In all honesty, it's all good, we just have a few local differences between north and south. I'd still rather live in the south than most other cities in britain


----------



## bristol_citizen (Jun 27, 2007)

J77 said:
			
		

> the people are nicer towards the West end of the South


Crap! These days it's well known anything West of Bedminster Parade and North Street is a colony of North Bristol - or 'Lower clifton' as we call it in the proper South.
Suffice to say people get nicer towards the East of the south or south of the south (the deep South?)..


----------



## Geri (Jun 27, 2007)

Easton is a dive. Some parts are OK - Greenbank and around St Marks Road is not too bad, but I wouldn't recommend living anywhere around the lower/middle part of Stapleton Road.

If I had the money, I would live in Bishopston/St Andrews/Cotham/Redland. It's a bit studenty/middle class but it's really handy for town and has some excellent shops and pubs.


----------



## electrogirl (Jun 27, 2007)

i've lived in clifton, redland, gloucester road, st.george and soon to be moving to Bedminster.

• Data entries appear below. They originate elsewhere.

pub async fn execute(
    session: &Arc<Session>,
    plan: &Plan,
    deps: &ExecutorDeps,
) -> Result<ExecutionReport> {
    let statuses: Arc<Mutex<HashMap<String, TaskStatus>>> = Arc::new(Mutex::new(
        plan.tasks
            .iter()
            .map(|t| (t.id.clone(), TaskStatus::Pending))
            .collect(),
    ));
    let ladder = Arc::new(ModelLadder::from_env());
    let mut commits: Vec<CommitRecord> = Vec::new();
    let mut retry_counts: HashMap<String, u32> = HashMap::new();

    let mut workers: JoinSet<(String, WorkerOutcome)> = JoinSet::new();
    let mut in_flight = 0usize;

    loop {
        if session.is_cancelled() {
            workers.shutdown().await;
            break;
        }

        // Pull the next ready batch under the shared status lock.
        let batch = {
            let map = statuses.lock().expect("status lock poisoned");
            plan.graph
                .ready_batch(&map, MAX_CONCURRENT_TASKS.saturating_sub(in_flight))
        };

        for task_id in batch {
            let task = plan
                .tasks
                .iter()
                .find(|t| t.id == task_id)
                .expect("scheduled task exists in plan")
                .clone();
            let agent = plan
                .agents
                .iter()
                .find(|a| a.name == task.agent_name)
                .expect("plan validated agent resolution")
                .clone();

            statuses
                .lock()
                .expect("status lock poisoned")
                .insert(task_id.clone(), TaskStatus::InProgress);

            session.bus.publish(BuildEvent::TaskStarted {
                task_id: task.id.clone(),
                name: task.name.clone(),
                agent_name: agent.name.clone(),
            });
            session.bus.publish(BuildEvent::AgentStatus {
                name: agent.name.clone(),
                status: AgentState::Working,
            });
            if agent.role == AgentRole::Reviewer {
                session.bus.publish(BuildEvent::CodeReviewStarted {
                    task_id: task.id.clone(),
                });
            }

            in_flight += 1;
            let worker = TaskWorker {
                session: Arc::clone(session),
                dispatcher: Arc::clone(&deps.dispatcher),
                workspace: Arc::clone(&deps.workspace),
                context: Arc::clone(&deps.context),
                ladder: Arc::clone(&ladder),
                task,
                agent,
                predecessors: plan.graph.dependencies_of(&task_id).to_vec(),
            };
            workers.spawn(async move {
                let id = worker.task.id.clone();
                let outcome = worker.run().await;
                (id, outcome)
            });
        }

        if in_flight == 0 {
            let map = statuses.lock().expect("status lock poisoned");
            if plan.graph.all_terminal(&map) {
                break;
            }
            // No runnable work and nothing in flight: the cascade keeps
            // this unreachable, but never spin.
            tracing::error!(session_id = %session.id, "scheduler wedged with non-terminal tasks");
            break;
        }

        let Some(joined) = workers.join_next().await else {
            in_flight = 0;
            continue;
        };
        in_flight -= 1;

        let (task_id, outcome) = match joined {
            Ok(result) => result,
            Err(e) => {
                tracing::error!(error = %e, "task worker panicked");
                continue;
            }
        };
        let task = plan
            .tasks
            .iter()
            .find(|t| t.id == task_id)
            .expect("worker task exists");

        match outcome {
            WorkerOutcome::Done { summary } => {
                statuses
                    .lock()
                    .expect("status lock poisoned")
                    .insert(task_id.clone(), TaskStatus::Done);

                // Commit whatever the agent staged; nothing staged means
                // no commit record and no event.
                let message = format!("{}: {}", task.name, first_line(&summary));
                match deps
                    .vcs
                    .commit(session.workspace_dir.as_path(), &message, &task.agent_name, &task_id)
                    .await
                {
                    Ok(Some(record)) => {
                        session.bus.publish(BuildEvent::CommitCreated {
                            task_id: task_id.clone(),
                            commit: record.clone(),
                        });
                        if !record.files.is_empty() {
                            session.bus.publish(BuildEvent::CodeGenerated {
                                task_id: task_id.clone(),
                                files: record.files.clone(),
                            });
                        }
                        commits.push(record);
                    }
                    Ok(None) => {}
                    Err(e) => {
                        tracing::warn!(task_id = %task_id, error = %e, "commit failed");
                    }
                }

                let is_review = plan
                    .agents
                    .iter()
                    .any(|a| a.name == task.agent_name && a.role == AgentRole::Reviewer);
                if is_review {
                    session.bus.publish(BuildEvent::CodeReviewComplete {
                        task_id: task_id.clone(),
                        summary: summary.clone(),
                    });
                }

                session.bus.publish(BuildEvent::TaskCompleted {
                    task_id: task_id.clone(),
                    summary: summary.clone(),
                });
                session.bus.publish(BuildEvent::AgentStatus {
                    name: task.agent_name.clone(),
                    status: AgentState::Done,
                });

                match deps.teaching.moment_for(&task.name, &summary).await {
                    Ok(Some(moment)) => {
                        session.bus.publish(BuildEvent::TeachingMoment {
                            task_id: task_id.clone(),
                            concept: moment.concept,
                            explanation: moment.explanation,
                        });
                    }
                    Ok(None) => {}
                    Err(e) => tracing::debug!(error = %e, "teaching engine unavailable"),
                }
            }
            WorkerOutcome::Exhausted { error, retry_count } => {
                retry_counts.insert(task_id.clone(), retry_count);
                // Arm before publishing so an immediate answer is not lost.
                let gate = session.arm_gate();
                session.bus.publish(BuildEvent::HumanGate {
                    task_id: task_id.clone(),
                    question: format!(
                        "Task \"{}\" failed after {} retries. Continue the build without it?",
                        task.name, retry_count
                    ),
                    context: error.clone(),
                });

                let cancel = session.cancel_handle();
                let answer = tokio::select! {
                    answer = gate => answer.ok(),
                    _ = cancel.cancelled() => None,
                };

                match answer {
                    Some(answer) if answer.approved => {
                        if let Some(feedback) = answer.feedback {
                            tracing::info!(task_id = %task_id, feedback = %feedback, "gate approved");
                        }
                        fail_task(session, &statuses, &task_id, &error, retry_count);
                        session.bus.publish(BuildEvent::AgentStatus {
                            name: task.agent_name.clone(),
                            status: AgentState::Error,
                        });
                        cascade_predecessor_failures(session, plan, &statuses, &task_id);
                    }
                    Some(_) => {
                        workers.shutdown().await;
                        return Err(anyhow!(
                            "Build stopped: task \"{}\" was not approved to continue",
                            task.name
                        ));
                    }
                    None => {
                        // Cancelled while gated.
                        workers.shutdown().await;
                        break;
                    }
                }
            }
            WorkerOutcome::Cancelled => {
                workers.shutdown().await;
                break;
            }
        }
    }

    let final_statuses = statuses.lock().expect("status lock poisoned").clone();
    let tasks = plan
        .tasks
        .iter()
        .map(|t| {
            let mut task = t.clone();
            task.status = final_statuses
                .get(&t.id)
                .copied()
                .unwrap_or(TaskStatus::Pending);
            task
        })
        .collect();

    Ok(ExecutionReport {
        tasks,
        commits,
        retry_counts,
    })
}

Every area has it's pro's and con's, it depends what you're looking for and what price range.


----------



## gentlegreen (Jun 27, 2007)

Redfield is the up and coming area at the moment - every spare plot is being built on - the other side of the cycle path from Easton... well OK we've got a Weatherspoons .. 

Other than that, the Gloucester road is indeed where I might have preferred to live when I was younger. I was raised in the suburbs ...


----------



## rubbershoes (Jun 27, 2007)

JTG said:
			
		

> not half as dangerous as any number of sensationalist media stories would have you believe.



you know how to sell an area


----------



## kalidarkone (Jun 27, 2007)

I live in Greenbank and If I had the money I'd live in errrm Greenbank!  Thats lucky init!!

I like Greenbank cos its leafy and green and quite a good view and close to the cycle track and not very far from the sweet mart-(excellent shop selling a diverse range of food) lots of little cheap restaurants and take aways and some cool pubs. Oh and its near the train station-I love that train.

Masterdarkone hates it as he does not like the gangs of boys that hang about.

One down side I particularly think of is the way this side of town is split by the underpass going under the M32-not nice or safe after dark!


----------



## xenon (Jun 28, 2007)

electrogirl said:
			
		

> i've lived in clifton, redland, gloucester road, st.george and soon to be moving to Bedminster.
> 
> Every area has it's pro's and con's, it depends what you're looking for and what price range.



True.
Come out round Southvil way. There's a few good pubs. Bedmisnter parade is good for day to day shopping. Choice of butchers, green grocers etc. See you in the Corrination.


----------



## Geri (Jun 28, 2007)

kalidarkone said:
			
		

> One down side I particularly think of is the way this side of town is split by the underpass going under the M32-not nice or safe after dark!



That's true - getting back from town is a nightmare, it's walkable but not a walk I would want to do late at night. I hardly go into town at night now, especially on my own, as I just don't feel safe getting home.


----------



## J77 (Jun 28, 2007)

bristol_citizen said:
			
		

> Crap! These days it's well known anything West of Bedminster Parade and North Street is a colony of North Bristol - or 'Lower clifton' as we call it in the proper South.
> Suffice to say people get nicer towards the East of the south or south of the south (the deep South?)..


Bollocks.

Where'd you come from? Totterdown way?

That ain't even in Bristol  

And deep South? Hartcliffe? A bit stuck out on its own to be called Bristol also, imo.

Ashton -- that's a proper area


----------



## bristol_citizen (Jun 29, 2007)

Ashton? That's Somerset that is...


----------